Bank of the West did respond to Sierra, noting that it has “the strongest restrictive financing policies of any major U.S. bank” and that it has less than 1-percent fossil-fuel exposure in its entire portfolio. “We will continue to be transparent about what we do and do not finance and work diligently to address the urgent role finance plays in climate change.” Nonetheless, such commitments do not hide the fact that the bank’s parent company is among the world’s most serious climate offenders, and, as such, a level of greenwashing appears to have been adopted. “Banks are admitting that fossil fuel companies are major climate emitters, but they are taking no immediate steps to phase out the financing of fossil fuels across the board,” Ginger Cassady, the executive director of Rainforest Action Network (RAN) and the main publisher of the report, told Sierra. “Many of those banks are making 2050 commitments to align with the Paris Agreement when they need to act now on fossil fuels. Any bank that makes a ‘net zero by 2050’ policy commitment and then treats it as a license to continue with business as usual is guilty of greenwashing.”

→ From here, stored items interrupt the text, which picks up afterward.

//! Rotation resolver.
//!
//! Turns one of eight fixed multiples of π into a concrete angle and commits
//! the rotation to the circuit. The choices cover [-2π, 2π] exactly, so no
//! range check is needed.

use serde::{Deserialize, Serialize};
use std::f64::consts::PI;
use std::fmt;
use std::str::FromStr;

use bloch_ir::{Circuit, IrResult, Operation};
use tracing::debug;

use crate::error::ParseEventError;
use crate::token::Axis;

/// The angle choices offered for a rotation gate.
#[derive(Debug, Clone, Copy, PartialEq, Eq, Hash, Serialize, Deserialize)]
pub enum AngleChoice {
    QuarterPi,
    HalfPi,
    Pi,
    TwoPi,
    NegQuarterPi,
    NegHalfPi,
    NegPi,
    NegTwoPi,
}

impl AngleChoice {
    /// All choices, positive row first.
    pub const ALL: [AngleChoice; 8] = [
        AngleChoice::QuarterPi,
        AngleChoice::HalfPi,
        AngleChoice::Pi,
        AngleChoice::TwoPi,
        AngleChoice::NegQuarterPi,
        AngleChoice::NegHalfPi,
        AngleChoice::NegPi,
        AngleChoice::NegTwoPi,
    ];

    /// Multiple of π this choice stands for.
    pub fn multiplier(self) -> f64 {
        match self {
            AngleChoice::QuarterPi => 0.25,
            AngleChoice::HalfPi => 0.5,
            AngleChoice::Pi => 1.0,
            AngleChoice::TwoPi => 2.0,
            AngleChoice::NegQuarterPi => -0.25,
            AngleChoice::NegHalfPi => -0.5,
            AngleChoice::NegPi => -1.0,
            AngleChoice::NegTwoPi => -2.0,
        }
    }

    /// Angle in radians.
    pub fn radians(self) -> f64 {
        self.multiplier() * PI
    }

    /// Button label.
    pub fn label(self) -> &'static str {
        match self {
            AngleChoice::QuarterPi => "PI/4",
            AngleChoice::HalfPi => "PI/2",
            AngleChoice::Pi => "PI",
            AngleChoice::TwoPi => "2*PI",
            AngleChoice::NegQuarterPi => "-PI/4",
            AngleChoice::NegHalfPi => "-PI/2",
            AngleChoice::NegPi => "-PI",
            AngleChoice::NegTwoPi => "-2*PI",
        }
    }

    /// Look up the choice for an exact multiplier.
    pub fn from_multiplier(multiplier: f64) -> Option<Self> {
        Self::ALL.into_iter().find(|c| c.multiplier() == multiplier)
    }
}

impl fmt::Display for AngleChoice {
    fn fmt(&self, f: &mut fmt::Formatter<'_>) -> fmt::Result {
        f.write_str(self.label())
    }
}

impl FromStr for AngleChoice {
    type Err = ParseEventError;

    /// Accepts a label (`pi/4`, `-2*pi`, `2pi`) or a decimal multiplier (`0.25`).
    fn from_str(s: &str) -> Result<Self, Self::Err> {
        let norm = s.trim().to_ascii_uppercase().replace('*', "");
        let by_label = Self::ALL
            .into_iter()
            .find(|c| c.label().replace('*', "") == norm);
        by_label
            .or_else(|| norm.parse::<f64>().ok().and_then(Self::from_multiplier))
            .ok_or_else(|| ParseEventError::UnknownAngle(s.trim().to_string()))
    }
}

/// A rotation waiting for its angle.
#[derive(Debug, Clone, Copy, PartialEq, Eq, Serialize, Deserialize)]
pub struct PendingRotation {
    /// Axis of the rotation gate that was pressed.
    pub axis: Axis,
}

/// Apply the rotation about `axis` by `choice` and return the committed operation.
pub fn resolve(circuit: &mut Circuit, axis: Axis, choice: AngleChoice) -> IrResult<Operation> {
    let angle = choice.radians();
    let op = Operation::rotation(axis.rotation_gate(), angle, bloch_ir::QubitId::ZERO)?;
    circuit.push(op.clone())?;
    debug!(%axis, angle, label = choice.label(), "rotation committed");
    Ok(op)
}

#[cfg(test)]
mod tests {
    use super::*;
    use bloch_ir::GateKind;

    #[test]
    fn test_resolve_quarter_pi_on_x() {
        let mut circuit = Circuit::new();
        let op = resolve(&mut circuit, Axis::X, AngleChoice::QuarterPi).unwrap();

        assert_eq!(op.kind, GateKind::Rx);
        assert_eq!(op.angle, Some(PI / 4.0));
        assert_eq!(circuit.operations(), [op]);
    }

    #[test]
    fn test_all_angles_within_range() {
        for choice in AngleChoice::ALL {
            let angle = choice.radians();
            assert!((-2.0 * PI..=2.0 * PI).contains(&angle));
            assert_eq!(angle, choice.multiplier() * PI);
        }
    }

    #[test]
    fn test_parse_choices() {
        assert_eq!("pi/4".parse::<AngleChoice>().unwrap(), AngleChoice::QuarterPi);
        assert_eq!("-2*PI".parse::<AngleChoice>().unwrap(), AngleChoice::NegTwoPi);
        assert_eq!("2pi".parse::<AngleChoice>().unwrap(), AngleChoice::TwoPi);
        assert_eq!("-0.5".parse::<AngleChoice>().unwrap(), AngleChoice::NegHalfPi);
        assert_eq!("1".parse::<AngleChoice>().unwrap(), AngleChoice::Pi);
        assert!("0.3".parse::<AngleChoice>().is_err());
        assert!("3*PI".parse::<AngleChoice>().is_err());
    }

    #[test]
    fn test_labels_roundtrip() {
        for choice in AngleChoice::ALL {
            assert_eq!(choice.label().parse::<AngleChoice>().unwrap(), choice);
        }
    }
}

The report itself analysed fossil-fuel financing activities by the world’s 60 largest commercial and investment banks—aggregating their leading roles in lending and underwriting of debt and equity issuances—and found that the lenders poured a total of $3.8 trillion into fossil fuels from 2016 to 2020. “Seventeen of the 60 banks have recently pledged to achieve ‘net zero’ financed emissions. But our analysis shows that for many of the world’s worst funders of fossil fuels, these plans so far are dangerously weak, half-baked, or vague,” according to the report, which listed JPMorgan Chase as the world’s worst banker of fossil fuels over this time period, despite its funding in this area having dropped significantly last year. Citibank is the second-worst fossil bank, followed by Wells Fargo, Bank of America, Royal Bank of Canada and MUFG (Mitsubishi UFJ Financial Group), while Barclays is the worst in Europe and Bank of China (BoC) the biggest offender in China.

Convincing such banks to transform their ways with respect to fossil-fuel financing remains a challenging prospect in most cases. Nonetheless, small battles are being won by activist shareholder organisations, which signals that changes can be achieved, albeit at a gradual pace.